Os Correios registraram prejuízo de 1,2 bilhão de reais em 2025, triplicando o valor de 2024. O aumento de custos e a baixa adesão a demissões voluntárias contribuíram para o resultado negativo. A estatal cita fatores internos e externos.
A empresa anunciou a meta de reduzir em cerca de 5 mil funcionários o quadro até o fim de 2025. No entanto, a adesão baixa tem dificultado o alcance do corte, agravando o desafio de reequilibrar as contas.

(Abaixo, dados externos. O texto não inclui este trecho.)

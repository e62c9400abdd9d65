use approx::assert_relative_eq;
use gwspace_detectors::config::{OrbitConfig, presets};
use gwspace_detectors::scenario::{
    DEFAULT_CATALOG_DIR, ScenarioError, find_detector, load_catalog, resolve_detector,
};

#[test]
fn default_catalog_contains_both_geometries() {
    let catalog = load_catalog(DEFAULT_CATALOG_DIR).expect("detector catalog");
    assert_eq!(catalog.len(), 2);
    assert!(
        catalog
            .iter()
            .any(|d| matches!(d.orbit, OrbitConfig::Heliocentric(_)))
    );
    assert!(
        catalog
            .iter()
            .any(|d| matches!(d.orbit, OrbitConfig::Geocentric(_)))
    );
}

#[test]
fn catalog_files_agree_with_presets() {
    let catalog = load_catalog(DEFAULT_CATALOG_DIR).expect("detector catalog");
    for preset in presets::all() {
        let loaded = find_detector(&catalog, &preset.name).expect("catalog entry");
        let a = loaded.config();
        assert_relative_eq!(a.noise.arm_length_m, preset.noise.arm_length_m, max_relative = 1e-12);
        assert_relative_eq!(
            a.noise.transfer_frequency_hz,
            preset.noise.transfer_frequency_hz,
            max_relative = 1e-12
        );
        for t in [0.0, 2.5e6] {
            let p = loaded.positions(t);
            let q = gwspace_detectors::orbits::spacecraft_positions(&preset.orbit, t);
            for i in 0..3 {
                for k in 0..3 {
                    assert_relative_eq!(p[i][k], q[i][k], max_relative = 1e-10, epsilon = 1.0);
                }
            }
        }
    }
}

#[test]
fn lookup_falls_back_to_presets() {
    let detector = resolve_detector(None, "tianqin").expect("preset");
    assert_eq!(detector.name(), "TianQin");
    assert_relative_eq!(detector.nominal_arm_length(), 3.0_f64.sqrt() * 1.0e8);
}

#[test]
fn unknown_detector_is_reported() {
    match resolve_detector(None, "DECIGO") {
        Err(ScenarioError::NotFound(name)) => assert_eq!(name, "DECIGO"),
        other => panic!("unexpected: {other:?}"),
    }
}
//! Core domain logic for the diary note collection.
//! This crate is the single source of truth for note identity, ordering and
//! mutation invariants; presentation layers call in and render the results.

pub mod logging;
pub mod model;
pub mod store;

pub use logging::{default_log_level, init_logging, logging_status};
pub use model::note::{Note, NoteId, NoteValidationError};
pub use store::note_store::{NoteFilter, NoteStore, StoreError, StoreResult};

/// Minimal health-check API for early integration.
pub fn ping() -> &'static str {
    "pong"
}

/// Returns the core crate version.
pub fn core_version() -> &'static str {
    env!("CARGO_PKG_VERSION")
}
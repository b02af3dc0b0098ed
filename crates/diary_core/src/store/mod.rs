//! Note collection ownership and mutation entry points.
//!
//! # Responsibility
//! - House the in-memory store consumed by presentation layers.
//!
//! # Invariants
//! - All mutation goes through `NoteStore`; no other module edits notes.

pub mod note_store;
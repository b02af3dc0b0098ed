//! Note domain model.
//!
//! # Responsibility
//! - Define the canonical diary note record owned by the store.
//! - Provide constructors for generated and caller-supplied identity.
//!
//! # Invariants
//! - `id` is stable and never reused for another note.
//! - Equality and hashing are defined solely by `id`; editing `title` or
//!   `message` never changes a note's identity.
//! - `title` and `message` are never stored empty (see `validate`).

use serde::{Deserialize, Serialize};
use std::hash::{Hash, Hasher};
use uuid::Uuid;

/// Stable identifier for a diary note.
///
/// Kept as a type alias to make semantic intent explicit in signatures.
pub type NoteId = Uuid;

/// Validation failure for note text fields.
///
/// Whitespace-only values count as empty.
#[derive(Debug, Clone, Copy, PartialEq, Eq)]
pub enum NoteValidationError {
    /// `title` is empty or whitespace-only.
    EmptyTitle,
    /// `message` is empty or whitespace-only.
    EmptyMessage,
}

impl std::fmt::Display for NoteValidationError {
    fn fmt(&self, f: &mut std::fmt::Formatter<'_>) -> std::fmt::Result {
        match self {
            Self::EmptyTitle => write!(f, "note title must not be empty"),
            Self::EmptyMessage => write!(f, "note message must not be empty"),
        }
    }
}

impl std::error::Error for NoteValidationError {}

/// A single diary entry.
///
/// Two notes with identical text but different ids are distinct; a note
/// whose text was edited still compares equal to its prior self.
#[derive(Debug, Clone, Serialize, Deserialize)]
pub struct Note {
    /// Stable global ID used for lookup, reorder targeting and upserts.
    pub id: NoteId,
    /// Short headline shown in list rows.
    pub title: String,
    /// Free-form body text.
    pub message: String,
    /// Marks the note for the favorites-only view. Defaults to `false`.
    pub is_favorite: bool,
}

impl Note {
    /// Creates a new note with a generated stable ID.
    ///
    /// `is_favorite` starts as `false`. The constructor does not validate
    /// text fields; the store does before admitting the note.
    pub fn new(title: impl Into<String>, message: impl Into<String>) -> Self {
        Self::with_id(Uuid::new_v4(), title, message)
    }

    /// Creates a note with a caller-provided stable ID.
    ///
    /// Used by the upsert path where identity already exists externally.
    pub fn with_id(
        id: NoteId,
        title: impl Into<String>,
        message: impl Into<String>,
    ) -> Self {
        Self {
            id,
            title: title.into(),
            message: message.into(),
            is_favorite: false,
        }
    }

    /// Checks that `title` and `message` are non-empty after trimming.
    pub fn validate(&self) -> Result<(), NoteValidationError> {
        validate_fields(&self.title, &self.message)
    }
}

/// Validates raw text fields before a note is constructed or edited.
pub(crate) fn validate_fields(title: &str, message: &str) -> Result<(), NoteValidationError> {
    if title.trim().is_empty() {
        return Err(NoteValidationError::EmptyTitle);
    }
    if message.trim().is_empty() {
        return Err(NoteValidationError::EmptyMessage);
    }
    Ok(())
}

impl PartialEq for Note {
    fn eq(&self, other: &Self) -> bool {
        self.id == other.id
    }
}

impl Eq for Note {}

impl Hash for Note {
    fn hash<H: Hasher>(&self, state: &mut H) {
        self.id.hash(state);
    }
}
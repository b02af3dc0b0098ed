use diary_core::{NoteFilter, NoteStore, NoteValidationError, StoreError};
use uuid::Uuid;

#[test]
fn add_appends_new_note_last_and_unfavorited() {
    let mut store = NoteStore::new();
    store.add("Day 1", "Today I did many things").unwrap();
    let added = store.add("Day 2", "Today I didn't do much").unwrap();

    let listed = store.list(NoteFilter::All);
    assert_eq!(listed.len(), 2);
    assert_eq!(listed.last().unwrap().id, added.id);
    assert!(!listed.last().unwrap().is_favorite);
}

#[test]
fn add_with_empty_field_fails_and_leaves_list_unchanged() {
    let mut store = NoteStore::new();
    store.add("Day 1", "Today I did many things").unwrap();

    let empty_title = store.add("", "x").unwrap_err();
    assert_eq!(
        empty_title,
        StoreError::Validation(NoteValidationError::EmptyTitle)
    );

    let empty_message = store.add("x", "").unwrap_err();
    assert_eq!(
        empty_message,
        StoreError::Validation(NoteValidationError::EmptyMessage)
    );

    assert_eq!(store.list(NoteFilter::All).len(), 1);
}

#[test]
fn update_replaces_text_in_place_preserving_position_and_favorite() {
    let mut store = NoteStore::new();
    store.add("Day 1", "first").unwrap();
    let target = store.add("Day 2", "second").unwrap();
    store.add("Day 3", "third").unwrap();
    store.toggle_favorite(target.id).unwrap();

    let updated = store.update(target.id, "Day 2 revised", "rewritten").unwrap();
    assert_eq!(updated.title, "Day 2 revised");
    assert_eq!(updated.message, "rewritten");

    let listed = store.list(NoteFilter::All);
    assert_eq!(listed.len(), 3);
    assert_eq!(listed[1].id, target.id);
    assert_eq!(listed[1].title, "Day 2 revised");
    assert!(listed[1].is_favorite);
}

#[test]
fn update_on_unknown_id_fails_without_mutation() {
    let mut store = NoteStore::new();
    let existing = store.add("Day 1", "first").unwrap();

    let missing = Uuid::new_v4();
    let err = store.update(missing, "t", "m").unwrap_err();
    assert_eq!(err, StoreError::NotFound(missing));

    let listed = store.list(NoteFilter::All);
    assert_eq!(listed.len(), 1);
    assert_eq!(listed[0].id, existing.id);
    assert_eq!(listed[0].title, "Day 1");
}

#[test]
fn update_validates_before_looking_up_the_note() {
    let mut store = NoteStore::new();
    let note = store.add("Day 1", "first").unwrap();

    let err = store.update(note.id, "", "m").unwrap_err();
    assert_eq!(
        err,
        StoreError::Validation(NoteValidationError::EmptyTitle)
    );
    assert_eq!(store.get(note.id).unwrap().title, "Day 1");
}

#[test]
fn remove_drops_the_note_and_is_idempotent() {
    let mut store = NoteStore::new();
    let kept = store.add("Day 1", "first").unwrap();
    let removed = store.add("Day 2", "second").unwrap();

    assert!(store.remove(removed.id));
    assert!(store.list(NoteFilter::All).iter().all(|n| n.id != removed.id));

    assert!(!store.remove(removed.id));
    let listed = store.list(NoteFilter::All);
    assert_eq!(listed.len(), 1);
    assert_eq!(listed[0].id, kept.id);
}

#[test]
fn store_stays_usable_after_failed_calls() {
    let mut store = NoteStore::new();
    let missing = Uuid::new_v4();

    assert!(store.add("", "").is_err());
    assert!(store.update(missing, "t", "m").is_err());
    assert!(store.toggle_favorite(missing).is_err());
    assert!(store.move_note(0, 0).is_err());

    let note = store.add("Day 1", "still works").unwrap();
    assert_eq!(store.get(note.id).unwrap().message, "still works");
    assert_eq!(store.len(), 1);
}
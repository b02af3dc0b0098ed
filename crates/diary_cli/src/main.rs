//! CLI smoke entry point.
//!
//! # Responsibility
//! - Provide a minimal executable to verify `diary_core` linkage.
//! - Keep output deterministic for quick local sanity checks.

use diary_core::{NoteFilter, NoteStore};

fn main() {
    println!("diary_core ping={}", diary_core::ping());
    println!("diary_core version={}", diary_core::core_version());

    let mut store = NoteStore::new();
    if let Err(err) = seed(&mut store) {
        eprintln!("seed failed: {err}");
        std::process::exit(1);
    }

    for note in store.list(NoteFilter::All) {
        println!("note title={} favorite={}", note.title, note.is_favorite);
    }
    println!("favorites={}", store.list(NoteFilter::FavoritesOnly).len());
}

fn seed(store: &mut NoteStore) -> diary_core::StoreResult<()> {
    store.add("Day 1", "Today I did many things")?;
    let second = store.add("Day 2", "Today I didn't do much")?;
    let third = store.add("Day 3", "Today I rested")?;
    store.toggle_favorite(second.id)?;
    store.toggle_favorite(third.id)?;
    Ok(())
}
//! Domain model for diary notes.
//!
//! # Responsibility
//! - Define canonical data structures used by the note store.
//!
//! # Invariants
//! - Every domain object is identified by a stable `NoteId`.

pub mod note;
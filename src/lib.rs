//! Idlegate - An idle-aware gateway for an on-demand Minecraft server
//!
//! This library provides a gateway that:
//! - Listens on the public Minecraft port in front of a backend server
//! - Answers server-list pings with synthetic status while the backend is down
//! - Requests a backend start when a player tries to log in
//! - Splices raw TCP between client and backend once it is confirmed alive
//! - Monitors backend liveness by polling its status endpoint
//! - Requests a backend stop after a configurable period with zero players

pub mod command;
pub mod config;
pub mod gateway;
pub mod monitor;
pub mod protocol;
pub mod proxy;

Segundo o presidente dos Correios, a insegurança entre trabalhadores e a dificuldade de encontrar novas vagas ajudam a explicar a resistência às demissões. A recuperação dependerá de mudanças estruturais internas.
Além de cortes, a estatal busca novas fontes de receita. Entre as ações estão a ampliação do comércio eletrônico, ampliando serviços logísticos, e a oferta de produtos financeiros, para sustentar a operação no longo prazo.
A crise também impacta a qualidade do serviço. Atrasos na entrega de encomendas vêm sendo relatados e a demanda por melhorias de infraestrutura e tecnologia tem ganhado prioridade para aumentar a eficiência.
A direção dos Correios defende uma reestruturação mais profunda. Mudanças na gestão, na cultura organizacional e em modelos de negócio são apresentadas como pilares para manter a empresa pública estável e sustentável.